HOW TO COMPLETE THIS TASK ->
Your answer should be the complete set of entries, transcribed exactly.

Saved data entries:

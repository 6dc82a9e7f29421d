//! Polymorphic registry: capability → discriminator → implementation
//!
//! A capability is a trait object type (`dyn Database`). Each registered
//! implementation pairs a concrete bindable type with the upcast that turns it
//! into `Box<dyn Database>`, so a resolved implementation is always assignable
//! to its capability.

use std::any::TypeId;
use std::collections::HashMap;
use std::marker::PhantomData;
use std::sync::Arc;

use crate::binding::{Bound, Object};
use crate::error::BindError;
use crate::schema::{short_type_name, Bindable, CapabilityRef, TypeRef};

type Upcast = Arc<dyn Fn(Bound, &str) -> Result<Bound, BindError> + Send + Sync>;

/// One concrete implementation of a capability
#[derive(Clone)]
pub struct Implementation {
    name: String,
    ty: TypeRef,
    upcast: Upcast,
}

impl Implementation {
    /// Discriminator as registered
    pub fn name(&self) -> &str {
        &self.name
    }

    /// Concrete type the document is bound to
    pub fn type_ref(&self) -> &TypeRef {
        &self.ty
    }

    /// Turn the bound concrete value into the capability's boxed trait object
    pub(crate) fn upcast(&self, bound: Bound, path: &str) -> Result<Bound, BindError> {
        (self.upcast)(bound, path)
    }
}

impl std::fmt::Debug for Implementation {
    fn fmt(&self, f: &mut std::fmt::Formatter<'_>) -> std::fmt::Result {
        write!(f, "{} => {}", self.name, self.ty.display_name())
    }
}

/// Type-erased implementation table of one capability
#[derive(Debug, Clone)]
pub struct ImplementationTable {
    capability: &'static str,
    entries: Vec<Implementation>,
    /// lowercase name → entry
    index: HashMap<String, usize>,
}

impl ImplementationTable {
    fn new(capability: &'static str) -> Self {
        Self {
            capability,
            entries: Vec::new(),
            index: HashMap::new(),
        }
    }

    pub fn capability_name(&self) -> String {
        short_type_name(self.capability)
    }

    /// Case-insensitive lookup
    pub fn get(&self, name: &str) -> Option<&Implementation> {
        self.index
            .get(&name.to_lowercase())
            .map(|&i| &self.entries[i])
    }

    /// Registered names, in registration order
    pub fn available_names(&self) -> Vec<String> {
        self.entries.iter().map(|e| e.name.clone()).collect()
    }

    pub fn len(&self) -> usize {
        self.entries.len()
    }

    pub fn is_empty(&self) -> bool {
        self.entries.is_empty()
    }
}

/// Typed registration surface for capability `C`
pub struct PolymorphicRegistry<C: ?Sized + 'static> {
    table: ImplementationTable,
    _capability: PhantomData<fn() -> Box<C>>,
}

impl<C: ?Sized + 'static> PolymorphicRegistry<C>
where
    Box<C>: Send,
{
    fn new() -> Self {
        Self {
            table: ImplementationTable::new(std::any::type_name::<C>()),
            _capability: PhantomData,
        }
    }

    /// Register `T` under `name` (matched case-insensitively)
    pub fn register<T, F>(&mut self, name: &str, upcast: F) -> Result<&mut Self, BindError>
    where
        T: Bindable,
        F: Fn(T) -> Box<C> + Send + Sync + 'static,
    {
        if name.trim().is_empty() {
            return Err(BindError::InvalidImplementationName {
                capability: self.table.capability_name(),
            });
        }

        let lowered = name.to_lowercase();
        if self.table.index.contains_key(&lowered) {
            return Err(BindError::DuplicateRegistration {
                registry: "polymorphic",
                key: format!("{} for {}", name, self.table.capability_name()),
            });
        }

        let erased: Upcast = Arc::new(move |bound: Bound, path: &str| {
            let snapshot = bound.snapshot();
            let value = T::from_bound(bound, path)?;
            let object = Object::new(upcast(value));
            Ok(Bound::Object(match snapshot {
                Some(snapshot) => object.with_snapshot(snapshot),
                None => object,
            }))
        });

        tracing::debug!(
            capability = self.table.capability,
            name,
            implementation = std::any::type_name::<T>(),
            "implementation registered"
        );
        self.table.index.insert(lowered, self.table.entries.len());
        self.table.entries.push(Implementation {
            name: name.to_string(),
            ty: T::type_ref(),
            upcast: erased,
        });
        Ok(self)
    }

    /// Register `T` under its own type name, lowercased (`MySql` → `mysql`)
    pub fn register_default_name<T, F>(&mut self, upcast: F) -> Result<&mut Self, BindError>
    where
        T: Bindable,
        F: Fn(T) -> Box<C> + Send + Sync + 'static,
    {
        let name = short_type_name(std::any::type_name::<T>()).to_lowercase();
        self.register(&name, upcast)
    }

    pub fn get(&self, name: &str) -> Option<&Implementation> {
        self.table.get(name)
    }

    pub fn available_names(&self) -> Vec<String> {
        self.table.available_names()
    }
}

/// All capability tables, keyed by capability type
#[derive(Debug, Clone, Default)]
pub struct PolymorphicRegistries {
    tables: HashMap<TypeId, Arc<ImplementationTable>>,
}

impl PolymorphicRegistries {
    pub fn new() -> Self {
        Self::default()
    }

    /// Create the table for capability `C` and fill it with `configure`
    pub fn create<C, F>(&mut self, configure: F) -> Result<(), BindError>
    where
        C: ?Sized + 'static,
        Box<C>: Send,
        F: FnOnce(&mut PolymorphicRegistry<C>) -> Result<(), BindError>,
    {
        let id = TypeId::of::<C>();
        if self.tables.contains_key(&id) {
            return Err(BindError::DuplicateRegistration {
                registry: "polymorphic",
                key: short_type_name(std::any::type_name::<C>()),
            });
        }

        let mut registry = PolymorphicRegistry::<C>::new();
        configure(&mut registry)?;
        self.tables.insert(id, Arc::new(registry.table));
        Ok(())
    }

    /// Table of capability `C`
    pub fn get<C: ?Sized + 'static>(&self) -> Result<&ImplementationTable, BindError> {
        self.tables
            .get(&TypeId::of::<C>())
            .map(|t| &**t)
            .ok_or_else(|| BindError::NoRegistryForCapability {
                capability: short_type_name(std::any::type_name::<C>()),
            })
    }

    pub(crate) fn table(&self, capability: &CapabilityRef) -> Result<&ImplementationTable, BindError> {
        self.tables
            .get(&capability.id())
            .map(|t| &**t)
            .ok_or_else(|| BindError::NoRegistryForCapability {
                capability: capability.display_name(),
            })
    }

    pub fn len(&self) -> usize {
        self.tables.len()
    }

    pub fn is_empty(&self) -> bool {
        self.tables.is_empty()
    }
}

RESPONSE ->
repository 6dc82a9e7f29421d
//! Polymorphic registry: capability → discriminator → implementation
//!
//! A capability is a trait object type (`dyn Database`). Each registered
//! implementation pairs a concrete bindable type with the upcast that turns it
//! into `Box<dyn Database>`, so a resolved implementation is always assignable
//! to its capability.

use std::any::TypeId;
use std::collections::HashMap;
use std::marker::PhantomData;
use std::sync::Arc;

use crate::binding::{Bound, Object};
use crate::error::BindError;
use crate::schema::{short_type_name, Bindable, CapabilityRef, TypeRef};

type Upcast = Arc<dyn Fn(Bound, &str) -> Result<Bound, BindError> + Send + Sync>;

/// One concrete implementation of a capability
#[derive(Clone)]
pub struct Implementation {
    name: String,
    ty: TypeRef,
    upcast: Upcast,
}

impl Implementation {
    /// Discriminator as registered
    pub fn name(&self) -> &str {
        &self.name
    }

    /// Concrete type the document is bound to
    pub fn type_ref(&self) -> &TypeRef {
        &self.ty
    }

    /// Turn the bound concrete value into the capability's boxed trait object
    pub(crate) fn upcast(&self, bound: Bound, path: &str) -> Result<Bound, BindError> {
        (self.upcast)(bound, path)
    }
}

impl std::fmt::Debug for Implementation {
    fn fmt(&self, f: &mut std::fmt::Formatter<'_>) -> std::fmt::Result {
        write!(f, "{} => {}", self.name, self.ty.display_name())
    }
}

/// Type-erased implementation table of one capability
#[derive(Debug, Clone)]
pub struct ImplementationTable {
    capability: &'static str,
    entries: Vec<Implementation>,
    /// lowercase name → entry
    index: HashMap<String, usize>,
}

impl ImplementationTable {
    fn new(capability: &'static str) -> Self {
        Self {
            capability,
            entries: Vec::new(),
            index: HashMap::new(),
        }
    }

    pub fn capability_name(&self) -> String {
        short_type_name(self.capability)
    }

    /// Case-insensitive lookup
    pub fn get(&self, name: &str) -> Option<&Implementation> {
        self.index
            .get(&name.to_lowercase())
            .map(|&i| &self.entries[i])
    }

    /// Registered names, in registration order
    pub fn available_names(&self) -> Vec<String> {
        self.entries.iter().map(|e| e.name.clone()).collect()
    }

    pub fn len(&self) -> usize {
        self.entries.len()
    }

    pub fn is_empty(&self) -> bool {
        self.entries.is_empty()
    }
}

/// Typed registration surface for capability `C`
pub struct PolymorphicRegistry<C: ?Sized + 'static> {
    table: ImplementationTable,
    _capability: PhantomData<fn() -> Box<C>>,
}

impl<C: ?Sized + 'static> PolymorphicRegistry<C>
where
    Box<C>: Send,
{
    fn new() -> Self {
        Self {
            table: ImplementationTable::new(std::any::type_name::<C>()),
            _capability: PhantomData,
        }
    }

    /// Register `T` under `name` (matched case-insensitively)
    pub fn register<T, F>(&mut self, name: &str, upcast: F) -> Result<&mut Self, BindError>
    where
        T: Bindable,
        F: Fn(T) -> Box<C> + Send + Sync + 'static,
    {
        if name.trim().is_empty() {
            return Err(BindError::InvalidImplementationName {
                capability: self.table.capability_name(),
            });
        }

        let lowered = name.to_lowercase();
        if self.table.index.contains_key(&lowered) {
            return Err(BindError::DuplicateRegistration {
                registry: "polymorphic",
                key: format!("{} for {}", name, self.table.capability_name()),
            });
        }

        let erased: Upcast = Arc::new(move |bound: Bound, path: &str| {
            let snapshot = bound.snapshot();
            let value = T::from_bound(bound, path)?;
            let object = Object::new(upcast(value));
            Ok(Bound::Object(match snapshot {
                Some(snapshot) => object.with_snapshot(snapshot),
                None => object,
            }))
        });

        tracing::debug!(
            capability = self.table.capability,
            name,
            implementation = std::any::type_name::<T>(),
            "implementation registered"
        );
        self.table.index.insert(lowered, self.table.entries.len());
        self.table.entries.push(Implementation {
            name: name.to_string(),
            ty: T::type_ref(),
            upcast: erased,
        });
        Ok(self)
    }

    /// Register `T` under its own type name, lowercased (`MySql` → `mysql`)
    pub fn register_default_name<T, F>(&mut self, upcast: F) -> Result<&mut Self, BindError>
    where
        T: Bindable,
        F: Fn(T) -> Box<C> + Send + Sync + 'static,
    {
        let name = short_type_name(std::any::type_name::<T>()).to_lowercase();
        self.register(&name, upcast)
    }

    pub fn get(&self, name: &str) -> Option<&Implementation> {
        self.table.get(name)
    }

    pub fn available_names(&self) -> Vec<String> {
        self.table.available_names()
    }
}

/// All capability tables, keyed by capability type
#[derive(Debug, Clone, Default)]
pub struct PolymorphicRegistries {
    tables: HashMap<TypeId, Arc<ImplementationTable>>,
}

impl PolymorphicRegistries {
    pub fn new() -> Self {
        Self::default()
    }

    /// Create the table for capability `C` and fill it with `configure`
    pub fn create<C, F>(&mut self, configure: F) -> Result<(), BindError>
    where
        C: ?Sized + 'static,
        Box<C>: Send,
        F: FnOnce(&mut PolymorphicRegistry<C>) -> Result<(), BindError>,
    {
        let id = TypeId::of::<C>();
        if self.tables.contains_key(&id) {
            return Err(BindError::DuplicateRegistration {
                registry: "polymorphic",
                key: short_type_name(std::any::type_name::<C>()),
            });
        }

        let mut registry = PolymorphicRegistry::<C>::new();
        configure(&mut registry)?;
        self.tables.insert(id, Arc::new(registry.table));
        Ok(())
    }

    /// Table of capability `C`
    pub fn get<C: ?Sized + 'static>(&self) -> Result<&ImplementationTable, BindError> {
        self.tables
            .get(&TypeId::of::<C>())
            .map(|t| &**t)
            .ok_or_else(|| BindError::NoRegistryForCapability {
                capability: short_type_name(std::any::type_name::<C>()),
            })
    }

    pub(crate) fn table(&self, capability: &CapabilityRef) -> Result<&ImplementationTable, BindError> {
        self.tables
            .get(&capability.id())
            .map(|t| &**t)
            .ok_or_else(|| BindError::NoRegistryForCapability {
                capability: capability.display_name(),
            })
    }

    pub fn len(&self) -> usize {
        self.tables.len()
    }

    pub fn is_empty(&self) -> bool {
        self.tables.is_empty()
    }
}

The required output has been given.